Held: The claim was allowed in part; the counterclaim was dismissed.
The purported sale of the first-floor flat had been genuine, although not conducted at arm’s length. The correspondence and formal documentation was expressly to the effect that the property was being sold and there had been consideration for the sale. Moreover, after the sale, the claimant had paid what he consistently described as “rent” to the defendant and had, in matrimonial proceedings persisted in asserting that he did not own the flat but lived there as tenant. In the light of considerable documentary and other contemporary evidence to the contrary, it was not possible to accept that the sale was a sham. Moreover, the relevance of any tenancy agreement and of the payment of rent, regardless of whether it was effective to create a valid tenancy, was that it combined with the other evidence to negate the claimant’s contention that he occupied the flat by virtue of his own beneficial interest. The transfer had not been made on the basis that the defendant would hold the property on trust for the claimant. Although the parties had continued to live together in the flat after the sale had taken place, no express or implied obligation had been imposed on the defendant to allow the claimant to live there indefinitely even after their relationship had ended.
(2) However, an equity arose in favour of the claimant by virtue of an expenditure of £10,000 on improvements to the flat at a time when he believed that his relationship was strong and that he would be living with the defendant for the foreseeable future and when the defendant, who was aware of that belief, was in fact considering bringing the relationship to an end. The defendant would have known that if the claimant had been aware of his true intentions, the claimant would not have expended the money on improvements. The expenditure therefore constituted a detriment to the claimant and it would be unconscionable for the defendant to retain the benefit. In the exercise of its discretion, the court would order either a monetary award in favour of the claimant, plus compound interest from the date when the equity arose to the date of the judgment or permission to continue residing in the flat rent-free for a specified period; further submissions were invited on that issue.

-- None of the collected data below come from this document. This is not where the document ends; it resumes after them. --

//! Fedora build roots: rpm for the initial database and release package,
//! yum for everything after.
//!
//! Bootstrap cannot run inside the root (there is nothing there yet), so
//! the release package is installed with the host's rpm against the new
//! root, the rpm database path and the repo files are pinned, and only
//! then does yum take over.

use std::fs;
use std::process::Command;

use tracing::debug;

use crate::error::RootError;
use crate::root::Root;

use super::{run_host_command, run_in_root, DistroAdapter};

/// Mirror used when the caller does not name one.
const DEFAULT_MIRROR: &str = "ftp://mirrors.kernel.org/fedora";

/// Fedora release bootstrapped into new build roots.
const RELEASE: &str = "19";

/// Release package installed to seed the root.
const RELEASE_RPM: &str = "fedora-release-19-2.noarch.rpm";

/// Static key location, replacing the per-mirror gpgkey entries.
const GPG_KEY_URL: &str = "http://fedoraproject.org/static/FB4B18E6.txt";

/// Repo files rewritten to pin the chosen mirror.
const REPO_NAMES: &[&str] = &["fedora", "fedora-updates", "fedora-updates-testing"];

#[derive(Debug, Clone, Copy, Default)]
pub struct FedoraAdapter;

fn release_rpm_url(mirror: &str) -> String {
    format!("{mirror}/releases/{RELEASE}/Fedora/x86_64/os/Packages/f/{RELEASE_RPM}")
}

/// Rewrites one yum repo file to pin the chosen mirror: baseurl uncommented
/// and pointed at the mirror, mirrorlist disabled, gpgkey made static.
fn rewrite_repo(conf: &str, mirror: &str) -> String {
    let mut out = String::with_capacity(conf.len());

    for line in conf.lines() {
        if let Some(rest) = line.strip_prefix("#baseurl") {
            out.push_str("baseurl");
            out.push_str(&rest.replace(
                "http://download.fedoraproject.org/pub/fedora/linux",
                mirror,
            ));
        } else if line.starts_with("mirrorlist") {
            out.push('#');
            out.push_str(line);
        } else if line.starts_with("gpgkey") {
            out.push_str("gpgkey=");
            out.push_str(GPG_KEY_URL);
        } else {
            out.push_str(line);
        }
        out.push('\n');
    }

    out
}

impl FedoraAdapter {
    /// Pins the rpm database path inside the root to the host's, so the
    /// host rpm and the chrooted yum agree on where the database lives.
    fn pin_rpm_db_path(&self, root: &Root) -> Result<(), RootError> {
        let output = Command::new("rpm")
            .args(["-E", "%_dbpath"])
            .output()
            .map_err(|e| RootError::Adapter {
                command: "rpm -E %_dbpath".to_string(),
                detail: e.to_string(),
            })?;

        if !output.status.success() {
            return Err(RootError::Adapter {
                command: "rpm -E %_dbpath".to_string(),
                detail: format!("exited with {}", output.status),
            });
        }

        let db_path = String::from_utf8_lossy(&output.stdout).trim().to_string();

        let macros_path = root.path().join("root/.rpmmacros");
        fs::write(&macros_path, format!("%_dbpath {db_path}\n")).map_err(|e| RootError::Io {
            context: format!("failed to write {}", macros_path.display()),
            source: e,
        })
    }

    fn pin_repos(&self, root: &Root, mirror: &str) -> Result<(), RootError> {
        for name in REPO_NAMES {
            let repo_path = root.path().join(format!("etc/yum.repos.d/{name}.repo"));

            let conf = fs::read_to_string(&repo_path).map_err(|e| RootError::Io {
                context: format!("failed to read {}", repo_path.display()),
                source: e,
            })?;

            fs::write(&repo_path, rewrite_repo(&conf, mirror)).map_err(|e| RootError::Io {
                context: format!("failed to write {}", repo_path.display()),
                source: e,
            })?;
        }

        Ok(())
    }
}

impl DistroAdapter for FedoraAdapter {
    fn bootstrap(
        &self,
        root: &Root,
        arch: Option<&str>,
        mirror: Option<&str>,
    ) -> Result<(), RootError> {
        if arch.is_some() {
            debug!("fedora bootstrap follows the host architecture, --arch ignored");
        }

        let mirror = mirror.unwrap_or(DEFAULT_MIRROR);
        let path = root.path().display().to_string();

        run_host_command(
            "rpm",
            &["--root".to_string(), path.clone(), "--initdb".to_string()],
        )?;
        run_host_command(
            "rpm",
            &[
                "--root".to_string(),
                path.clone(),
                "-i".to_string(),
                release_rpm_url(mirror),
            ],
        )?;

        self.pin_rpm_db_path(root)?;
        self.pin_repos(root, mirror)?;

        run_host_command(
            "yum",
            &[
                "-y".to_string(),
                "--installroot".to_string(),
                path,
                "install".to_string(),
                "yum".to_string(),
            ],
        )
    }

    fn update_packages(&self, root: &Root) -> Result<(), RootError> {
        run_in_root(root, "yum -y update")
    }

    fn install_packages(&self, root: &Root, packages: &[String]) -> Result<(), RootError> {
        if packages.is_empty() {
            return Ok(());
        }

        run_in_root(root, &format!("yum -y install {}", packages.join(" ")))
    }

    fn clean_packages(&self, root: &Root) -> Result<(), RootError> {
        run_in_root(root, "yum clean all")
    }
}

#[cfg(test)]
mod tests {
    use super::*;

    #[test]
    fn test_release_rpm_url_uses_mirror() {
        let url = release_rpm_url("http://mirror.example.org/fedora");
        assert_eq!(
            url,
            "http://mirror.example.org/fedora/releases/19/Fedora/x86_64/os/Packages/f/fedora-release-19-2.noarch.rpm"
        );
    }

    #[test]
    fn test_rewrite_repo_pins_mirror() {
        let conf = "\
[fedora]
name=Fedora $releasever
#baseurl=http://download.fedoraproject.org/pub/fedora/linux/releases/$releasever/
mirrorlist=https://mirrors.fedoraproject.org/metalink?repo=fedora-$releasever
gpgkey=file:///etc/pki/rpm-gpg/RPM-GPG-KEY
";
        let rewritten = rewrite_repo(conf, "http://mirror.example.org/fedora");

        assert!(rewritten
            .contains("baseurl=http://mirror.example.org/fedora/releases/$releasever/"));
        assert!(rewritten.contains("#mirrorlist="));
        assert!(rewritten.contains(&format!("gpgkey={GPG_KEY_URL}")));
        assert!(!rewritten.contains("\n#baseurl"));
    }

    #[test]
    fn test_rewrite_repo_leaves_other_lines_alone() {
        let conf = "[fedora]\nname=Fedora\nenabled=1\n";
        assert_eq!(
            rewrite_repo(conf, "http://mirror.example.org"),
            "[fedora]\nname=Fedora\nenabled=1\n"
        );
    }
}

(3) The flat purchased in 2004 had been held by the parties as legal and beneficial joint tenants, subject to a trust that the claimant was responsible for the outgoings and entitled to the income from the property for his lifetime. A notice of severance served by the defendant in 2009 had resulted in the parties holding the legal interest as joint tenants and the beneficial interest as tenants in common, but subject to the same trust as before.
John Robson (instructed by Hodge Jones & Allen) appeared for the claimant; Michael Glaser (instructed by Russell-Cooke LLP) appeared for the defendant.